» Dataset extract:

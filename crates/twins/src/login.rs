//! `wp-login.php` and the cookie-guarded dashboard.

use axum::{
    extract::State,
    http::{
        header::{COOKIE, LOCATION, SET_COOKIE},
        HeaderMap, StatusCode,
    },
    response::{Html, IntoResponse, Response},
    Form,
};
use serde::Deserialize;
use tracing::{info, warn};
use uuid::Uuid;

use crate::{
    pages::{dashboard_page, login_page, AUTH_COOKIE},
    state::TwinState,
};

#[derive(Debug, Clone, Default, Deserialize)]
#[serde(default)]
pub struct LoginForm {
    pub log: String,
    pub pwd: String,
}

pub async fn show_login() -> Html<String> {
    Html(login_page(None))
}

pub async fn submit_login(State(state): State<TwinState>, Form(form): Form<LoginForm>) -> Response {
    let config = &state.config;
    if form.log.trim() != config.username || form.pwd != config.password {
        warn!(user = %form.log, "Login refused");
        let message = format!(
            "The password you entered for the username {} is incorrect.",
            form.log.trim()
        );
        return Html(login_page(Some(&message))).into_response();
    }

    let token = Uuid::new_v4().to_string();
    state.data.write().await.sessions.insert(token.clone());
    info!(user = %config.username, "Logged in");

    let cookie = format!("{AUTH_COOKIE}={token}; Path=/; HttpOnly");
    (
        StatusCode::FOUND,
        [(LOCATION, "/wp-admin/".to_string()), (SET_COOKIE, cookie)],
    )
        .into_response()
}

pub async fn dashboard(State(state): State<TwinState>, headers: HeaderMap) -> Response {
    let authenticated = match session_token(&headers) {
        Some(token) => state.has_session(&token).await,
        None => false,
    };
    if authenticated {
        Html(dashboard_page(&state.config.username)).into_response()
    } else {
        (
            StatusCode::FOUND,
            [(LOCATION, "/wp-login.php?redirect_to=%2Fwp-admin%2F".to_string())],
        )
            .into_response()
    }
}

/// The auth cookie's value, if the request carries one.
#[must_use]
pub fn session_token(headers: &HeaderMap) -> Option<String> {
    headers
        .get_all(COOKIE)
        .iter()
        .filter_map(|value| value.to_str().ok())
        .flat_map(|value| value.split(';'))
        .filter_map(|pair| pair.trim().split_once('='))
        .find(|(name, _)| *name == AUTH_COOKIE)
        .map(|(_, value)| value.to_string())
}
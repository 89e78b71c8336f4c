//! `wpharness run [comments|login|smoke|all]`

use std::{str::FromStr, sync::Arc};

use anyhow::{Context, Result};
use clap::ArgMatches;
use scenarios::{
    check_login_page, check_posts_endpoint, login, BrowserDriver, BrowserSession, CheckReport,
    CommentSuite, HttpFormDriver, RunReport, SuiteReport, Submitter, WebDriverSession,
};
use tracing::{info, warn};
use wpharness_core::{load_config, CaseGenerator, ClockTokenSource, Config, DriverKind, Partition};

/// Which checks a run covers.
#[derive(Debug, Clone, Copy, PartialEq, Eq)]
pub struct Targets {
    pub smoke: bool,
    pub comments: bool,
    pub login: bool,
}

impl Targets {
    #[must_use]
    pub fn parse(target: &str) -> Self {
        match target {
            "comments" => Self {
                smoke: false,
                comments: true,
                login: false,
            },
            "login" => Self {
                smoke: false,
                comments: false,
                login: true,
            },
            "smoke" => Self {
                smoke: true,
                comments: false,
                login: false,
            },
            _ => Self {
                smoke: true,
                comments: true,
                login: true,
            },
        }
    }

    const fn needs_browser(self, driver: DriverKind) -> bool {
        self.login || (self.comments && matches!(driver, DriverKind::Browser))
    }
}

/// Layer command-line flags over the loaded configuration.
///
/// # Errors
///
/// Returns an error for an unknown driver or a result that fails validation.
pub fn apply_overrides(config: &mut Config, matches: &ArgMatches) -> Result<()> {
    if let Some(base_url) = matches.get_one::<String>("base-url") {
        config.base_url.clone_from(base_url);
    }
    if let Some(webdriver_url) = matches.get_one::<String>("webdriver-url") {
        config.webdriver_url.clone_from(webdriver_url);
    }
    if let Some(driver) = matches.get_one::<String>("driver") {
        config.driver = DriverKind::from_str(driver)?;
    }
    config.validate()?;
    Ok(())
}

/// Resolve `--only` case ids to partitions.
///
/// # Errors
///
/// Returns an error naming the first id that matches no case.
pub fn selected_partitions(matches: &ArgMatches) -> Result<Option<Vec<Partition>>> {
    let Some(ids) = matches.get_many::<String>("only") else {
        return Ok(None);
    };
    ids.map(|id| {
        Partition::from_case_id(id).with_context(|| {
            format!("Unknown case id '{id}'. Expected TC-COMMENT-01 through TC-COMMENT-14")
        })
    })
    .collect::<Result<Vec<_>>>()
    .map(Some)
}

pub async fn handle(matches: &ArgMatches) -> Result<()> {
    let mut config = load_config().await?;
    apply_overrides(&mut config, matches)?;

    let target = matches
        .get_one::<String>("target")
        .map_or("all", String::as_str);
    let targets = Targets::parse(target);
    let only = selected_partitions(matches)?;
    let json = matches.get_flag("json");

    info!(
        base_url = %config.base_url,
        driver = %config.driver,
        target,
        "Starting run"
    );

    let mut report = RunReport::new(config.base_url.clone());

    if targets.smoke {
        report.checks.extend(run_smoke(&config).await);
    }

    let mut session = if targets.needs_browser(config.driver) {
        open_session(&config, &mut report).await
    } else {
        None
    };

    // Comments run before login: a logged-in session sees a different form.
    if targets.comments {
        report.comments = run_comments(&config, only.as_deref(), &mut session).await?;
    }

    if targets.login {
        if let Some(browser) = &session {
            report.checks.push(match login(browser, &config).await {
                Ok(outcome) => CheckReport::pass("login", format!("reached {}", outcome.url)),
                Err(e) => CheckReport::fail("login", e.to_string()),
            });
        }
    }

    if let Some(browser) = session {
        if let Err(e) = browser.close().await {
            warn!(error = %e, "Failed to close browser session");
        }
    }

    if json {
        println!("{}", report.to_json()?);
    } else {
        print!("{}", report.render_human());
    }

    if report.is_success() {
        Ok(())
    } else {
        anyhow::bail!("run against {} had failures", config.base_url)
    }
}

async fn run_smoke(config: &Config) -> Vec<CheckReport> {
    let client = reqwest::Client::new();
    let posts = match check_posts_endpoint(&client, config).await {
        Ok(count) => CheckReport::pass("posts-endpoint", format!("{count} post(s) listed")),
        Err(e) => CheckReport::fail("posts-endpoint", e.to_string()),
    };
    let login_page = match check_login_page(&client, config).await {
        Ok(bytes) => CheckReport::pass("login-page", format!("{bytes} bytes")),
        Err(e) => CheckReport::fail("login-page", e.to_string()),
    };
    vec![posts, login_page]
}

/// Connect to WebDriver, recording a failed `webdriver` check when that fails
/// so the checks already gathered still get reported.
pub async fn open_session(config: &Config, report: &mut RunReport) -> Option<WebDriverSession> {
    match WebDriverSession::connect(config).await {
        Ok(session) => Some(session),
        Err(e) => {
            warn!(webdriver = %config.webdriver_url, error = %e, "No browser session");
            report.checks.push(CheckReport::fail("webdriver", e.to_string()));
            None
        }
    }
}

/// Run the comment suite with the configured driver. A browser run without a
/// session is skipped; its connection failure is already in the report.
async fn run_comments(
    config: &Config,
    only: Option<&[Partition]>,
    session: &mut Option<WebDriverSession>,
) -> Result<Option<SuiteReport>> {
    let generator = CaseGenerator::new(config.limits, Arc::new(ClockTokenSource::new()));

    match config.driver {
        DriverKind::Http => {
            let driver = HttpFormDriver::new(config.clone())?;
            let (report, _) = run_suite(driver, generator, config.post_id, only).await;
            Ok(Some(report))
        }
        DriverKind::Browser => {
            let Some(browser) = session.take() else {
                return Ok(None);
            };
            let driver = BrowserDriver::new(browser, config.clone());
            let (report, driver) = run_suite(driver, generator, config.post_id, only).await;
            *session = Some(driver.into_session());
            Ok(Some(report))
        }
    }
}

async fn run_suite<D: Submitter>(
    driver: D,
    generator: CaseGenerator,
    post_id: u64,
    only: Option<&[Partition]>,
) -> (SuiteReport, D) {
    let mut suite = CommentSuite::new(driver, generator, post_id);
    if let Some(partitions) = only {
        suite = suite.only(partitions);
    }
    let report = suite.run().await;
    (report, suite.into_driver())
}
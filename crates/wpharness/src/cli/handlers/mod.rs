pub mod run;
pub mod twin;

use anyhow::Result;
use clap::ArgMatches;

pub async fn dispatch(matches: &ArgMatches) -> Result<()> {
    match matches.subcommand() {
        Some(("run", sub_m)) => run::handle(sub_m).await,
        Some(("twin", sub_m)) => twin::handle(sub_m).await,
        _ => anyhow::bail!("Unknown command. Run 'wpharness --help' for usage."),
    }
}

» Your assignment:
Tell how many lines in the listing include the string "parse", and write nothing but that number.

» Answer:
2